## Collected data:
>>>

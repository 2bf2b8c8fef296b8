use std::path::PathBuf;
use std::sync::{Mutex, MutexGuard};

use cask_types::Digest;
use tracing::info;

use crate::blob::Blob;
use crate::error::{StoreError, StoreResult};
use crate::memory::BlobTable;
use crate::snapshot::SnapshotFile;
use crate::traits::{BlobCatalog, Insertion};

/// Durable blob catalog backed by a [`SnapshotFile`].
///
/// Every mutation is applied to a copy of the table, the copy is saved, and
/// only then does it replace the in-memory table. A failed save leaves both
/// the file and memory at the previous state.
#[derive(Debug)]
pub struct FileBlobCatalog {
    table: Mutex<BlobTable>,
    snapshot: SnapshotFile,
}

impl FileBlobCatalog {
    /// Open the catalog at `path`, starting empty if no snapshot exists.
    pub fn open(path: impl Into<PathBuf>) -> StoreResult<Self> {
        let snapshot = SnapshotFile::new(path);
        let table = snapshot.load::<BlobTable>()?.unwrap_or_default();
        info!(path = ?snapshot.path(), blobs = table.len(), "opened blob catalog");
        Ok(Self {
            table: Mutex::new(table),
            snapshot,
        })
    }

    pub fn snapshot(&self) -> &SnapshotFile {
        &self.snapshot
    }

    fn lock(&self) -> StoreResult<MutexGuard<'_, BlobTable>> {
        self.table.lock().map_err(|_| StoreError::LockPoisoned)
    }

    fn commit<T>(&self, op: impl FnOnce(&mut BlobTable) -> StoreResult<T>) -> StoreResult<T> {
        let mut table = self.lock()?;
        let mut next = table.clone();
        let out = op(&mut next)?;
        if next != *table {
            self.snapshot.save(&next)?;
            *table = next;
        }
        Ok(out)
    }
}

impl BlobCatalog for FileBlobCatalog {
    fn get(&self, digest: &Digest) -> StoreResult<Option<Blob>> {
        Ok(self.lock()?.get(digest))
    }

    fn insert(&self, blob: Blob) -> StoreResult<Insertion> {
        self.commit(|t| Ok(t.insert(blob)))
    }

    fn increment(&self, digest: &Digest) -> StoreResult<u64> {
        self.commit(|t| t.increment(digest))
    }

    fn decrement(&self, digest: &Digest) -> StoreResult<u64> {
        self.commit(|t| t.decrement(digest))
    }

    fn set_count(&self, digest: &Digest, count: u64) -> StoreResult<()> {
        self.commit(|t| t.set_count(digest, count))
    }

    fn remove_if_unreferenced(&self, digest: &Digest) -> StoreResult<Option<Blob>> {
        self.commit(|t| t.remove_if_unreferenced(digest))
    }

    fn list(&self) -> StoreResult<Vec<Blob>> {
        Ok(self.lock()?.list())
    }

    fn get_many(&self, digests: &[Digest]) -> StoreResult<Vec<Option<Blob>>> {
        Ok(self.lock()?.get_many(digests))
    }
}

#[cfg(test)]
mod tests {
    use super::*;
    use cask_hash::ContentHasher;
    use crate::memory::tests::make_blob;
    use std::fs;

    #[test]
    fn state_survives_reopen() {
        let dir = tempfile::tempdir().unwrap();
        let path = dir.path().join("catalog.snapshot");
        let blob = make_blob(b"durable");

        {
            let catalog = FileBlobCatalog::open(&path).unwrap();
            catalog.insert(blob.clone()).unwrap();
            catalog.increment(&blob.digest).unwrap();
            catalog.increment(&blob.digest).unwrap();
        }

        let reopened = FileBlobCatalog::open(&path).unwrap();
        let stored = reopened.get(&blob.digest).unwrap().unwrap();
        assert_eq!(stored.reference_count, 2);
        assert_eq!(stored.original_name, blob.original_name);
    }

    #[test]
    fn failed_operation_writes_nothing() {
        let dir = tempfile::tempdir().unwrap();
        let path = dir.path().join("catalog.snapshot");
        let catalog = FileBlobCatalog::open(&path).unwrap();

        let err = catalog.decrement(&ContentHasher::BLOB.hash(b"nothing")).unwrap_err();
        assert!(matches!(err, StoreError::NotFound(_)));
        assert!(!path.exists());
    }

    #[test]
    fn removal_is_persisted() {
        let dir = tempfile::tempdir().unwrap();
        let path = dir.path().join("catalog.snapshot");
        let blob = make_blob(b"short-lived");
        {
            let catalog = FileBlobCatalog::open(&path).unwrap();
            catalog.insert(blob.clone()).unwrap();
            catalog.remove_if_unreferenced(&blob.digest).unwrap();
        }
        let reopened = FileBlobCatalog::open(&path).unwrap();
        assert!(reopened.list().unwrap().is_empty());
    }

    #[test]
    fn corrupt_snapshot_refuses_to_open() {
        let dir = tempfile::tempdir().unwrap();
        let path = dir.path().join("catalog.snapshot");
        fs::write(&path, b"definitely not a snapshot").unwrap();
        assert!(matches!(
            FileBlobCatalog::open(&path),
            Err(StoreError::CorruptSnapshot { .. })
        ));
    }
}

<<<
>>>

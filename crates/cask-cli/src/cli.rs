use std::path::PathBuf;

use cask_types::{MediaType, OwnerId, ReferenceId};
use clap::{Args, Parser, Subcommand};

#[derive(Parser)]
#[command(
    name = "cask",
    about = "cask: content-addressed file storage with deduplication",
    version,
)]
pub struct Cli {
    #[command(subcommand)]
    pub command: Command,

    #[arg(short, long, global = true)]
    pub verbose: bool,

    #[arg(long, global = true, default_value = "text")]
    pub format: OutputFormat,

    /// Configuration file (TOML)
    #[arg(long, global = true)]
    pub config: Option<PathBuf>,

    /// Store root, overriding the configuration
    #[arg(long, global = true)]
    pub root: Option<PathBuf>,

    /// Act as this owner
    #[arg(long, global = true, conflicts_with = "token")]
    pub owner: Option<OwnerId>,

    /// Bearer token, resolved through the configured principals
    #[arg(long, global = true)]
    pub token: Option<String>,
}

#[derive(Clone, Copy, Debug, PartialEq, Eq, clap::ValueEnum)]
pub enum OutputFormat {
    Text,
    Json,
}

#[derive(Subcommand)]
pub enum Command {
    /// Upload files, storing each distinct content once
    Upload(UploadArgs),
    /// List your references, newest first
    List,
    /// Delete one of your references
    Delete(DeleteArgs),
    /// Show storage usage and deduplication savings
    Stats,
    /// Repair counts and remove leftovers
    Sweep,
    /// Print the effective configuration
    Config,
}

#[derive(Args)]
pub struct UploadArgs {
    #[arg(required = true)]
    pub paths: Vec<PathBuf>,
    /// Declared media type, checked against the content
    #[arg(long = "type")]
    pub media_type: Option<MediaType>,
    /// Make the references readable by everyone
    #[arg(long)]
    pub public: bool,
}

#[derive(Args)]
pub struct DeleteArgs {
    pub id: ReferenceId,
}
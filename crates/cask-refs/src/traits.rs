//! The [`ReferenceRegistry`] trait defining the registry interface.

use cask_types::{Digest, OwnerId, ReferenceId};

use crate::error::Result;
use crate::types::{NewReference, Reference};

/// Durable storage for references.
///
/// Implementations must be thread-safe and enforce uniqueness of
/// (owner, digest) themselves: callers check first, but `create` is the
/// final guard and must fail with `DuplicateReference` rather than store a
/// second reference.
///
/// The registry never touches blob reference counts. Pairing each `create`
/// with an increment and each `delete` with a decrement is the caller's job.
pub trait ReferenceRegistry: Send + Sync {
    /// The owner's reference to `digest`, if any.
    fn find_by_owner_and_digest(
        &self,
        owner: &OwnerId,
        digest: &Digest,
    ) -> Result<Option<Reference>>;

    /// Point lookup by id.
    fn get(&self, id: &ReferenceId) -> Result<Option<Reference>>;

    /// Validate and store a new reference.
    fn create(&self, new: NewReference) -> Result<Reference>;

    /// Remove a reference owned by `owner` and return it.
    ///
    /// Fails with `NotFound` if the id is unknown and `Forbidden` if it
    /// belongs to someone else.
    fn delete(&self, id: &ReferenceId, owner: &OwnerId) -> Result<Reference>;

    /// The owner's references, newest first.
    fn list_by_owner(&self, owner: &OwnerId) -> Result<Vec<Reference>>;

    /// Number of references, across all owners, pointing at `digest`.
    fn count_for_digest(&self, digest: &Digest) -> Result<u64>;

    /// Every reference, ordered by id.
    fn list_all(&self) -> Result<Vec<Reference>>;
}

<<<

## Exercise details:
Copy out all the lines of the records that include "MediaType".

## Task solution:
use cask_types::{MediaType, OwnerId, ReferenceId};
    pub media_type: Option<MediaType>,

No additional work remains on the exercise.